Que Tom King se penche à son tour sur le cas de Christopher Chance constituait une raison déjà suffisante de m'intéresser à cette mini-série. King aime sortir de leur placard des héros que plus personne n'écrit et il le fait souvent excellemment. Mais quand, en plus, il le fait avec Greg Smallwood, alors là, plus question de laisser passer ça car c'est un des artistes que je défends, estimant incompréhensible que personne ne fasse davantage appel à lui depuis son run sur Moon Knight (en compagnie de Jeff Lemire, un autre de mes chouchous).
J'étais donc déjà chaud patate avant même de lire ce premier épisode. Mais après l'avoir lu, je suis extatique. Imaginez : vous attendez une BD, vous espérez qu'elle sera bien, mais une fois lue, vous tenez dans vos mains quelque chose de bien mieux que ce que vous attendiez, que ce vous espériez; C'est exactement le sentiment que j'ai avec The Human Target #1.
L'action démarre comme du pur King, désespéré et en même temps excitant : Christopher Chance a une méchante toux, il avale un verre d'eau et des pilules pour la calmer. Il s'asseoit sur le bord de son lit dans la chambre d'hôtel où il séjourne. La toux le reprend. En voix off, il l'évoque comme un mal qui va avoir sa peau, contre lequel son remède ne le soualge même plus.

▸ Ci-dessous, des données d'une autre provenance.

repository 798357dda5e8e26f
//! DTOs for games_sea adapter. Card columns arrive already encoded.

#[derive(Debug, Clone)]
pub struct GameCreate {
    pub user_id: Option<i64>,
    pub deck: String,
    pub hand: String,
    pub finished: bool,
    pub user_won: bool,
    pub round: i16,
}

/// Full-state update guarded by `expected_version`.
#[derive(Debug, Clone)]
pub struct GameUpdate {
    pub id: i64,
    pub expected_version: i32,
    pub deck: String,
    pub hand: String,
    pub finished: bool,
    pub user_won: bool,
    pub round: i16,
}
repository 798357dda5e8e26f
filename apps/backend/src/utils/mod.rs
pub mod duration;
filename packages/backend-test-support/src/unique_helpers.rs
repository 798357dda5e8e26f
//! Unique test data so suites sharing a database never collide.

use ulid::Ulid;

/// `{prefix}-{ulid}`, for free-form identifiers.
///
/// ```
/// use backend_test_support::unique_helpers::unique_str;
///
/// let a = unique_str("game");
/// assert!(a.starts_with("game-"));
/// assert_ne!(a, unique_str("game"));
/// ```
pub fn unique_str(prefix: &str) -> String {
    format!("{}-{}", prefix, Ulid::new())
}

/// A username that passes registration rules: lowercase ASCII alphanumerics,
/// at least five characters.
///
/// Non-alphanumeric characters in `prefix` are dropped.
///
/// ```
/// use backend_test_support::unique_helpers::unique_username;
///
/// let name = unique_username("alice");
/// assert!(name.starts_with("alice"));
/// assert!(name.chars().all(|c| c.is_ascii_lowercase() || c.is_ascii_digit()));
/// assert_ne!(name, unique_username("alice"));
/// ```
pub fn unique_username(prefix: &str) -> String {
    let clean: String = prefix
        .chars()
        .filter(char::is_ascii_alphanumeric)
        .map(|c| c.to_ascii_lowercase())
        .collect();
    format!("{}{}", clean, Ulid::new().to_string().to_ascii_lowercase())
}
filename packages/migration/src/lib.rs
pub use sea_orm_migration::prelude::*;
pub use sea_orm_migration::sea_orm::{ConnectionTrait, DatabaseConnection};

mod m20250601_000001_init; // keep filename + module name in sync

pub struct Migrator;

#[async_trait::async_trait]
impl MigratorTrait for Migrator {
    fn migrations() -> Vec<Box<dyn MigrationTrait>> {
        vec![Box::new(m20250601_000001_init::Migration)]
    }
}

#[derive(Debug, Clone, Copy, PartialEq, Eq)]
pub enum MigrationCommand {
    Up,
    Down,
    Fresh,
    Reset,
    Status,
}

/// Run a migration command against an open connection.
pub async fn migrate(db: &DatabaseConnection, command: MigrationCommand) -> Result<(), DbErr> {
    let backend = db.get_database_backend();
    let applied_before = count_applied_migrations(db).await?;
    tracing::info!(
        ?command,
        ?backend,
        defined = Migrator::migrations().len(),
        applied = applied_before,
        "running migrations"
    );

    let result = match command {
        MigrationCommand::Up => Migrator::up(db, None).await,
        MigrationCommand::Down => Migrator::down(db, None).await,
        MigrationCommand::Fresh => Migrator::fresh(db).await,
        MigrationCommand::Reset => Migrator::reset(db).await,
        MigrationCommand::Status => Migrator::status(db).await,
    };

    match result {
        Ok(()) => {
            let applied_after = count_applied_migrations(db).await?;
            tracing::info!(?command, applied = applied_after, "migrations ok");
            Ok(())
        }
        Err(e) => {
            tracing::error!(?command, error = %e, "migrations failed");
            Err(e)
        }
    }
}

/// Number of applied migrations; 0 before the tracking table exists.
pub async fn count_applied_migrations(db: &DatabaseConnection) -> Result<usize, DbErr> {
    match Migrator::get_applied_migrations(db).await {
        Ok(migrations) => Ok(migrations.len()),
        Err(DbErr::Exec(_)) => Ok(0),
        Err(e) => Err(e),
    }
}

/// Name of the most recently applied migration, if any.
pub async fn get_latest_migration_version(db: &DatabaseConnection) -> Result<Option<String>, DbErr> {
    match Migrator::get_applied_migrations(db).await {
        Ok(migrations) => Ok(migrations.last().map(|m| m.name().to_string())),
        Err(DbErr::Exec(_)) => Ok(None),
        Err(e) => Err(e),
    }
}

Il ouvre un tiroir de sa table de nuit et en extrait une feuille et un crayon où il note quelque chose. Puis il s'allonge sur le lit, ferme les yeux, pour s'endormir définitivement. Sur la feuille, on lit : "I love you too." Puis dans un coin de l'image suivante, la mention : "Day 12".

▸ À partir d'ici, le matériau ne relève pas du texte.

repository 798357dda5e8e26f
use std::sync::Arc;

use crate::auth::session::{MemorySessionStore, SessionStore};
use crate::config::db::DbKind;
use crate::error::AppError;
use crate::infra::db::bootstrap_db;
use crate::state::app_state::AppState;
use crate::state::session_config::SessionConfig;

/// Builder for [`AppState`] (used by both tests and main).
#[derive(Default)]
pub struct StateBuilder {
    db_kind: Option<DbKind>,
    session_config: SessionConfig,
    sessions: Option<Arc<dyn SessionStore>>,
}

impl StateBuilder {
    pub fn new() -> Self {
        Self::default()
    }

    pub fn with_db(mut self, kind: DbKind) -> Self {
        self.db_kind = Some(kind);
        self
    }

    pub fn with_session_config(mut self, cfg: SessionConfig) -> Self {
        self.session_config = cfg;
        self
    }

    /// Swap in a different session backend.
    pub fn with_session_store(mut self, store: Arc<dyn SessionStore>) -> Self {
        self.sessions = Some(store);
        self
    }

    pub async fn build(self) -> Result<AppState, AppError> {
        let db = match self.db_kind {
            // single entrypoint: connect + migrate
            Some(kind) => Some(bootstrap_db(kind).await?),
            None => None,
        };
        let sessions = self
            .sessions
            .unwrap_or_else(|| Arc::new(MemorySessionStore::new(self.session_config.max_age)));
        Ok(AppState::new(db, sessions, self.session_config))
    }
}

pub fn build_state() -> StateBuilder {
    StateBuilder::new()
}
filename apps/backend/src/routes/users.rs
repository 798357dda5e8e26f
use actix_web::{web, HttpResponse};
use serde::Deserialize;

use crate::db::require_db;
use crate::error::AppError;
use crate::errors::domain::{DomainError, ValidationKind};
use crate::extractors::CurrentUser;
use crate::protocol::StatsView;
use crate::services::UserService;
use crate::state::app_state::AppState;
use crate::utils::duration::parse_duration;

#[derive(Debug, Deserialize)]
struct StatsQuery {
    since: Option<String>,
}

async fn stats(
    app_state: web::Data<AppState>,
    current_user: CurrentUser,
    query: web::Query<StatsQuery>,
) -> Result<HttpResponse, AppError> {
    let raw = query.since.as_deref().ok_or_else(|| {
        DomainError::validation(
            ValidationKind::InvalidDuration,
            "Query parameter `since` is required, e.g. since=7d",
        )
    })?;
    let since = parse_duration(raw)?;

    let db = require_db(&app_state)?;
    let stats = UserService::new().stats(db, current_user.id, since).await?;
    Ok(HttpResponse::Ok().json(StatsView::from(stats)))
}

pub fn configure_routes(cfg: &mut web::ServiceConfig) {
    cfg.route("/stats", web::get().to(stats));
}
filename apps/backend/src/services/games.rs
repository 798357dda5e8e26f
use rand::Rng;
use sea_orm::ConnectionTrait;
use tracing::{debug, info};

use crate::domain::AcesGame;
use crate::error::AppError;
use crate::errors::domain::DomainError;
use crate::repos::games::{self as games_repo, Game};
use crate::repos::users::{self as users_repo, User};

pub const RESET_MESSAGE: &str = "Your latest game has been reset successfully!";

/// A saved game plus the message to show the player.
#[derive(Debug, Clone, PartialEq, Eq)]
pub struct GameOutcome {
    pub message: &'static str,
    pub game: Game,
}

pub struct GameService;

impl GameService {
    pub fn new() -> Self {
        Self
    }

    async fn load_user<C: ConnectionTrait>(&self, conn: &C, user_id: i64) -> Result<User, AppError> {
        users_repo::find_by_id(conn, user_id)
            .await?
            .ok_or_else(|| DomainError::invalid_session().into())
    }

    async fn load_current<C: ConnectionTrait>(
        &self,
        conn: &C,
        user_id: i64,
    ) -> Result<Game, AppError> {
        let user = self.load_user(conn, user_id).await?;
        let game_id = user.current_game_id.ok_or_else(DomainError::no_active_game)?;
        let game = games_repo::find_by_id(conn, game_id)
            .await?
            .ok_or_else(DomainError::no_active_game)?;
        Ok(game)
    }

    /// Create a game for the user and make it their current one.
    pub async fn start_game<C, R>(&self, conn: &C, user_id: i64, rng: &mut R) -> Result<Game, AppError>
    where
        C: ConnectionTrait,
        R: Rng + ?Sized,
    {
        self.load_user(conn, user_id).await?;
        let state = AcesGame::new_game(rng);
        let game = games_repo::create_game(conn, Some(user_id), &state).await?;
        users_repo::set_current_game(conn, user_id, game.id).await?;
        info!(user_id, game_id = game.id, "game started");
        Ok(game)
    }

    pub async fn current_game<C: ConnectionTrait>(
        &self,
        conn: &C,
        user_id: i64,
    ) -> Result<Game, AppError> {
        self.load_current(conn, user_id).await
    }

    /// Deal the next hand of the current game and save it.
    pub async fn deal<C, R>(&self, conn: &C, user_id: i64, rng: &mut R) -> Result<GameOutcome, AppError>
    where
        C: ConnectionTrait,
        R: Rng + ?Sized,
    {
        let mut game = self.load_current(conn, user_id).await?;
        let hand = game.state.deal(rng);
        debug!(game_id = game.id, drawn = hand.len(), round = game.state.round(), "dealt");

        let saved = games_repo::save_game(conn, &game).await?;
        let status = saved.state.status();
        info!(game_id = saved.id, ?status, "deal saved");
        Ok(GameOutcome {
            message: status.message(),
            game: saved,
        })
    }

    /// Reshuffle the current game in place.
    pub async fn reset<C, R>(&self, conn: &C, user_id: i64, rng: &mut R) -> Result<GameOutcome, AppError>
    where
        C: ConnectionTrait,
        R: Rng + ?Sized,
    {
        let mut game = self.load_current(conn, user_id).await?;
        game.state.reset(rng);
        let saved = games_repo::save_game(conn, &game).await?;
        info!(game_id = saved.id, "game reset");
        Ok(GameOutcome {
            message: RESET_MESSAGE,
            game: saved,
        })
    }
}

impl Default for GameService {
    fn default() -> Self {
        Self::new()
    }
}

Ensuite on remonte le temps, douze jours en arrière. Ce procédé est directement emprunté, comme l'a avoué King, au film noir D.O.A. (Dead On Arrival), de Rudolph Maté (1950) où le héros enquête sur son propre assassinat et n'a que peu de temps pour résoudre cette affaire. Christopher Chance va donc mourir. Mais qui l'a tué ? Et pourquoi ? Sans doute, concernant cette seconde interrogation, est-ce en rapport avec sa dernière mission où il a endossé le rôle de Lex Luthor lors d'une présentation publique, durant laquelle on lui a tiré dessus. Par la suite, il fait plusieurs malaises à des intervalles rapprochées et échoue chez le Dr. Midnight de la JSA (Justice Society of America), qui lui confirme qu'il a été empoisonné. Encore plus tard, le docteur a réussi à localiser la nature et la provenance du poison, et ainsi établir une liste de douze personnes s'étant déplacé dans la région d'où vient la substance toxique. Autant de suspects qui ont pu vouloir éliminer Luthor sans se douter qu'un autre avait pris sa place.

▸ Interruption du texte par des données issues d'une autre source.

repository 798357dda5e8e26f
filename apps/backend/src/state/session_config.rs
use std::env;
use std::time::Duration;

use crate::error::AppError;

pub const SESSION_COOKIE: &str = "aces_sid";
const DEFAULT_MAX_AGE_SECS: u64 = 7 * 24 * 60 * 60;

/// Session lifetime and cookie attributes.
#[derive(Debug, Clone, PartialEq, Eq)]
pub struct SessionConfig {
    pub cookie_name: &'static str,
    pub max_age: Duration,
    pub cookie_secure: bool,
}

impl Default for SessionConfig {
    fn default() -> Self {
        Self {
            cookie_name: SESSION_COOKIE,
            max_age: Duration::from_secs(DEFAULT_MAX_AGE_SECS),
            cookie_secure: false,
        }
    }
}

impl SessionConfig {
    /// `SESSION_MAX_AGE_SECS` and `SESSION_COOKIE_SECURE`, both optional.
    pub fn from_env() -> Result<Self, AppError> {
        let mut cfg = Self::default();
        if let Ok(raw) = env::var("SESSION_MAX_AGE_SECS") {
            let secs = raw.parse::<u64>().map_err(|_| {
                AppError::config(format!("SESSION_MAX_AGE_SECS must be whole seconds, got '{raw}'"))
            })?;
            if secs == 0 {
                return Err(AppError::config("SESSION_MAX_AGE_SECS must be positive"));
            }
            cfg.max_age = Duration::from_secs(secs);
        }
        if let Ok(raw) = env::var("SESSION_COOKIE_SECURE") {
            cfg.cookie_secure = matches!(raw.trim(), "1" | "true" | "TRUE" | "yes");
        }
        Ok(cfg)
    }
}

Le déroulement de l'épisode est implacable et accrocheur en diable. Le sort de Chance (le mal nommé) suscite notre compassion, car il est d'abord victime d'une terrible injustice. Certes, ce sont les risques du métier quand on est la cible humaine, qu'on est payé pour recevoir les coups à la place d'un client détesté afin de faire sortir l'agresseur du bois. Mais c'est cher payé tout de même. Le fait d'avoir personnifié Lex Luthor exposait Chance au danger car c'est un des hommes les plus détestés et détestables du DCU. Mais rien ne laissait présager qu'il serait empoisonné avant même de se montrer à sa place en public, en buvant un café dégueulasse.
King adore déconstruire la figure du héros de comics : il a fait de Mister Miracle un artiste de l'évasion suicidaire que la paternité sauve ; de Adam Strange un criminel de guerre qui a sauvé son monde adoptif en livrant sa planète natal à des aliens ; il s'est servi de Rorschach comme d'un masque dans un récit conspirationniste ; de Supergirl dans une histoire initiatique quasi médiévale... Et à présent, il exhume Christopher Chance pour une intrigue policière où le héros dont le métier est de se faire passer pour un autre est véritablement puni à sa place.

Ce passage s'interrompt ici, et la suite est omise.